Tutorial 1 - Loading a Subset of Data Columns

Load data into a table with fewer columns than the source file (e.g., excluding 'age').

CREATE TABLE employees_no_age ( id INT, name VARCHAR, onboarded timestamp ); COPY INTO employees_no_age FROM ( SELECT t.id, t.name, t.onboarded FROM @my_parquet_stage t ) FILE_FORMAT = (TYPE = PARQUET) PATTERN = '.*parquet'; SELECT * FROM employees_no_age;

Result (first 3 rows):

┌──────────────────────────────────────────────────────────┐ │ id │ name │ onboarded │ ├─────────────────┼──────────────────┼─────────────────────┤ │ 1 │ Name_0 │ 2022-01-01 00:00:00 │ │ 2 │ Name_5 │ 2022-01-06 00:00:00 │ │ 3 │ Name_1 │ 2022-01-02 00:00:00 │ └──────────────────────────────────────────────────────────┘

Tutorial 2 - Reordering Columns During Load

Load data into a table with columns in a different order (e.g., 'age' before 'name').
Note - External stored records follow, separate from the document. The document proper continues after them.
use vtk_readers::prelude::*;
use vtk_readers::{get_reader, DecodeError, Error, FormatRegistry, ReaderKind};

const BUNDLED: &[ReaderKind] = &[
    ReaderKind::Pvd,
    ReaderKind::Plot3DMeta,
    ReaderKind::XmlImageData,
    ReaderKind::XmlMultiBlock,
    ReaderKind::XmlPolyData,
    ReaderKind::XmlRectilinearGrid,
    ReaderKind::XmlStructuredGrid,
    ReaderKind::XmlUnstructuredGrid,
];

#[test]
fn every_suffix_constructs_a_reader() {
    let dir = tempfile::tempdir().unwrap();

    for descriptor in FormatRegistry::global().descriptors() {
        if BUNDLED.contains(&descriptor.kind) || !descriptor.accepts_file() {
            continue;
        }

        for suffix in descriptor.suffixes {
            let path = dir.path().join(format!("sample{suffix}"));
            std::fs::write(&path, "").unwrap();

            let reader = get_reader(&path).unwrap();
            assert_eq!(reader.kind(), descriptor.kind, "suffix {suffix}");
            assert_eq!(reader.path(), path.as_path());

            let err = reader.read().unwrap_err();
            assert!(
                matches!(&err, Error::Decode { source: DecodeError::Unavailable(kind), .. } if *kind == descriptor.kind),
                "unexpected error for {suffix}: {err}"
            );
        }
    }
}

#[test]
fn suffixes_ignore_case() {
    let dir = tempfile::tempdir().unwrap();
    let path = dir.path().join("Scan.NII.GZ");
    std::fs::write(&path, "").unwrap();

    assert_eq!(get_reader(&path).unwrap().kind(), ReaderKind::Nifti);
}

#[test]
fn unsupported_suffixes() {
    let dir = tempfile::tempdir().unwrap();

    for name in ["notes.txt", "grid.xyz", "archive.gz", "no_suffix"] {
        let path = dir.path().join(name);
        std::fs::write(&path, "").unwrap();

        let err = get_reader(&path).unwrap_err();
        assert!(matches!(err, Error::UnsupportedFormat { .. }), "{name}");
    }

    // the suffix is checked before the path
    let err = get_reader(dir.path().join("missing.txt")).unwrap_err();
    assert!(matches!(err, Error::UnsupportedFormat { .. }));

    let err = get_reader(dir.path().join("missing.stl")).unwrap_err();
    assert!(matches!(err, Error::PathNotFound(p) if p.ends_with("missing.stl")));
}

#[test]
fn legacy_and_xml_vtk_files() {
    let dir = tempfile::tempdir().unwrap();

    let legacy = dir.path().join("legacy.vtk");
    std::fs::write(&legacy, "# vtk DataFile Version 3.0\nlegacy\nASCII\nDATASET POLYDATA\n").unwrap();
    assert_eq!(get_reader(&legacy).unwrap().kind(), ReaderKind::LegacyVtk);

    let xml = dir.path().join("image.vtk");
    std::fs::write(
        &xml,
        r#"<?xml version="1.0"?>
<VTKFile type="ImageData" version="1.0" byte_order="LittleEndian">
  <ImageData WholeExtent="0 1 0 0 0 0" Origin="0 0 0" Spacing="1 1 1">
    <Piece Extent="0 1 0 0 0 0"></Piece>
  </ImageData>
</VTKFile>
"#,
    )
    .unwrap();

    let reader = get_reader(&xml).unwrap();
    assert_eq!(reader.kind(), ReaderKind::XmlImageData);
    assert_eq!(reader.read().unwrap().n_points(), 2);
}

#[test]
fn case_directories() {
    let dir = tempfile::tempdir().unwrap();

    let dicom = dir.path().join("scan");
    std::fs::create_dir(&dicom).unwrap();
    std::fs::write(dicom.join("slice_000.dcm"), "").unwrap();
    assert_eq!(get_reader(&dicom).unwrap().kind(), ReaderKind::Dicom);

    let foam = dir.path().join("cavity");
    std::fs::create_dir_all(foam.join("system")).unwrap();
    std::fs::write(foam.join("system").join("controlDict"), "").unwrap();
    std::fs::write(foam.join("mesh.dcm"), "").unwrap();
    assert_eq!(get_reader(&foam).unwrap().kind(), ReaderKind::OpenFoam);

    let empty = dir.path().join("empty");
    std::fs::create_dir(&empty).unwrap();
    assert!(matches!(get_reader(&empty), Err(Error::UnsupportedFormat { .. })));
}

#[test]
fn readers_without_capabilities() {
    let dir = tempfile::tempdir().unwrap();
    let path = dir.path().join("part.stl");
    std::fs::write(&path, "solid part\nendsolid part\n").unwrap();

    let mut reader = get_reader(&path).unwrap();
    assert!(reader.time().is_none());
    assert!(reader.time_mut().is_none());
    assert_eq!(reader.arrays().unwrap().number_arrays(ArrayDomain::Point), 0);

    assert!(!reader.progress_enabled());
    reader.show_progress();
    assert!(reader.progress_enabled());
    reader.hide_progress();
    assert!(!reader.progress_enabled());
}
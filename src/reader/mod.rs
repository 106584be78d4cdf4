//! Concrete readers and the [`get_reader`] entry point
//!
//! Most formats are handled by [`FormatReader`], a generic reader that holds the array
//! and time selection and hands the byte level work to a [`Decoder`]. Manifest files
//! (`.pvd`) fan out to one child reader per referenced file through
//! [`ManifestReader`].

mod format;
mod manifest;
mod multiblock;
mod xml;

pub use format::{builtin_decoder, FormatReader, UnavailableDecoder};
pub use manifest::{Fragment, ManifestReader};
pub use multiblock::MultiBlockDecoder;
pub use xml::VtkXmlDecoder;

use crate::config::ReaderSettings;
use crate::prelude::*;
use crate::registry::{FormatRegistry, ReaderKind};
use crate::selection::SelectionState;

/// Construct a reader for `path`, choosing the format through the global
/// [`FormatRegistry`].
///
/// Unsupported suffixes fail with [`Error::UnsupportedFormat`] before the path is
/// checked, and a missing path fails with [`Error::PathNotFound`].
///
/// ```no_run
/// use vtk_readers::prelude::*;
///
/// let reader = vtk_readers::get_reader("wavy.pvd")?;
/// assert_eq!(reader.kind(), vtk_readers::ReaderKind::Pvd);
/// # Ok::<(), vtk_readers::Error>(())
/// ```
pub fn get_reader<P: AsRef<Path>>(path: P) -> Result<AnyReader, Error> {
    let path = path.as_ref();
    let descriptor = FormatRegistry::global().resolve(path)?;
    AnyReader::new(path, descriptor.kind)
}

/// Arrays, patches and time values a decoder reports for a file
#[derive(Debug, Clone, Default, PartialEq)]
pub struct Catalog {
    pub point_arrays: Vec<String>,
    pub cell_arrays: Vec<String>,
    pub patches: Vec<String>,
    pub time_values: Vec<f64>,
}

/// The reader state a decoder may consult while building a [`Catalog`]
#[derive(Debug, Clone, Copy)]
pub struct CatalogQuery<'a> {
    /// the active time, `None` for readers without time values
    pub time: Option<f64>,
    pub selection: &'a SelectionState,
    pub settings: &'a ReaderSettings,
}

/// Everything a decoder needs for a single `read`
#[derive(Debug, Clone, Copy)]
pub struct DecodeRequest<'a> {
    pub selection: &'a SelectionState,
    pub time: Option<f64>,
    pub settings: &'a ReaderSettings,
    pub progress: &'a Progress,
}

impl<'a> DecodeRequest<'a> {
    /// the equivalent catalog query
    pub fn query(&self) -> CatalogQuery<'a> {
        CatalogQuery {
            time: self.time,
            selection: self.selection,
            settings: self.settings,
        }
    }
}

#[derive(Debug, Clone, Default, PartialEq, Eq)]
/// Progress reporting for a single `read` call
///
/// When enabled, every step is emitted as an `info` event on the
/// `vtk_readers::progress` target.
pub struct Progress {
    reader: String,
    enabled: bool,
}

impl Progress {
    pub fn new<T: Into<String>>(reader: T, enabled: bool) -> Self {
        Self {
            reader: reader.into(),
            enabled,
        }
    }

    pub fn disabled() -> Self {
        Self::default()
    }

    pub fn is_enabled(&self) -> bool {
        self.enabled
    }

    pub fn step(&self, step: usize, total: usize) {
        if self.enabled {
            tracing::info!(
                target: "vtk_readers::progress",
                reader = %self.reader,
                step,
                total,
                "reading"
            );
        }
    }
}

#[derive(Debug)]
/// The reader returned by [`get_reader`]
pub enum AnyReader {
    Format(FormatReader),
    Manifest(ManifestReader),
}

impl AnyReader {
    /// construct the reader for an already known kind
    pub fn new<P: AsRef<Path>>(path: P, kind: ReaderKind) -> Result<Self, Error> {
        match kind {
            ReaderKind::Pvd => Ok(Self::Manifest(ManifestReader::new(path)?)),
            kind => Ok(Self::Format(FormatReader::new(path, kind)?)),
        }
    }

    pub fn as_format(&self) -> Option<&FormatReader> {
        match self {
            Self::Format(reader) => Some(reader),
            Self::Manifest(_) => None,
        }
    }

    pub fn as_format_mut(&mut self) -> Option<&mut FormatReader> {
        match self {
            Self::Format(reader) => Some(reader),
            Self::Manifest(_) => None,
        }
    }

    pub fn as_manifest(&self) -> Option<&ManifestReader> {
        match self {
            Self::Format(_) => None,
            Self::Manifest(reader) => Some(reader),
        }
    }

    pub fn as_manifest_mut(&mut self) -> Option<&mut ManifestReader> {
        match self {
            Self::Format(_) => None,
            Self::Manifest(reader) => Some(reader),
        }
    }

    fn inner(&self) -> &dyn Reader {
        match self {
            Self::Format(reader) => reader,
            Self::Manifest(reader) => reader,
        }
    }

    fn inner_mut(&mut self) -> &mut dyn Reader {
        match self {
            Self::Format(reader) => reader,
            Self::Manifest(reader) => reader,
        }
    }
}

impl Reader for AnyReader {
    fn path(&self) -> &Path {
        self.inner().path()
    }

    fn kind(&self) -> ReaderKind {
        self.inner().kind()
    }

    fn read(&self) -> Result<Dataset, Error> {
        self.inner().read()
    }

    fn show_progress(&mut self) {
        self.inner_mut().show_progress()
    }

    fn hide_progress(&mut self) {
        self.inner_mut().hide_progress()
    }

    fn progress_enabled(&self) -> bool {
        self.inner().progress_enabled()
    }

    fn arrays(&self) -> Option<&dyn ArraySelection> {
        self.inner().arrays()
    }

    fn arrays_mut(&mut self) -> Option<&mut dyn ArraySelection> {
        self.inner_mut().arrays_mut()
    }

    fn time(&self) -> Option<&dyn TimeSeries> {
        self.inner().time()
    }

    fn time_mut(&mut self) -> Option<&mut dyn TimeSeries> {
        self.inner_mut().time_mut()
    }
}

impl From<FormatReader> for AnyReader {
    fn from(reader: FormatReader) -> Self {
        Self::Format(reader)
    }
}

impl From<ManifestReader> for AnyReader {
    fn from(reader: ManifestReader) -> Self {
        Self::Manifest(reader)
    }
}

#[cfg(test)]
mod tests {
    use super::*;

    #[test]
    fn unsupported_before_missing() {
        let err = get_reader("not_a_supported_file.no_data").unwrap_err();
        assert!(matches!(err, Error::UnsupportedFormat { .. }));

        let err = get_reader("missing_file.vtp").unwrap_err();
        assert!(matches!(err, Error::PathNotFound(_)));
    }

    #[test]
    fn progress_flag() {
        assert!(!Progress::disabled().is_enabled());
        assert!(Progress::new("XmlPolyData", true).is_enabled());
    }
}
CREATE TABLE employees_new_order ( id INT, age INT, name VARCHAR, onboarded timestamp ); COPY INTO employees_new_order FROM ( SELECT t.id, t.age, t.name, t.onboarded FROM @my_parquet_stage t ) FILE_FORMAT = (TYPE = PARQUET) PATTERN = '.*parquet'; SELECT * FROM employees_new_order;

Result (first 3 rows):

┌────────────────────────────────────────────────────────────────────────────┐ │ id │ age │ name │ onboarded │ ├─────────────────┼─────────────────┼──────────────────┼─────────────────────┤ │ 1 │ 20 │ Name_0 │ 2022-01-01 00:00:00 │ │ 2 │ 25 │ Name_5 │ 2022-01-06 00:00:00 │ │ 3 │ 21 │ Name_1 │ 2022-01-02 00:00:00 │ └────────────────────────────────────────────────────────────────────────────┘

Tutorial 3 - Converting Datatypes During Load

Load data and convert a column's datatype (e.g., 'onboarded' to DATE).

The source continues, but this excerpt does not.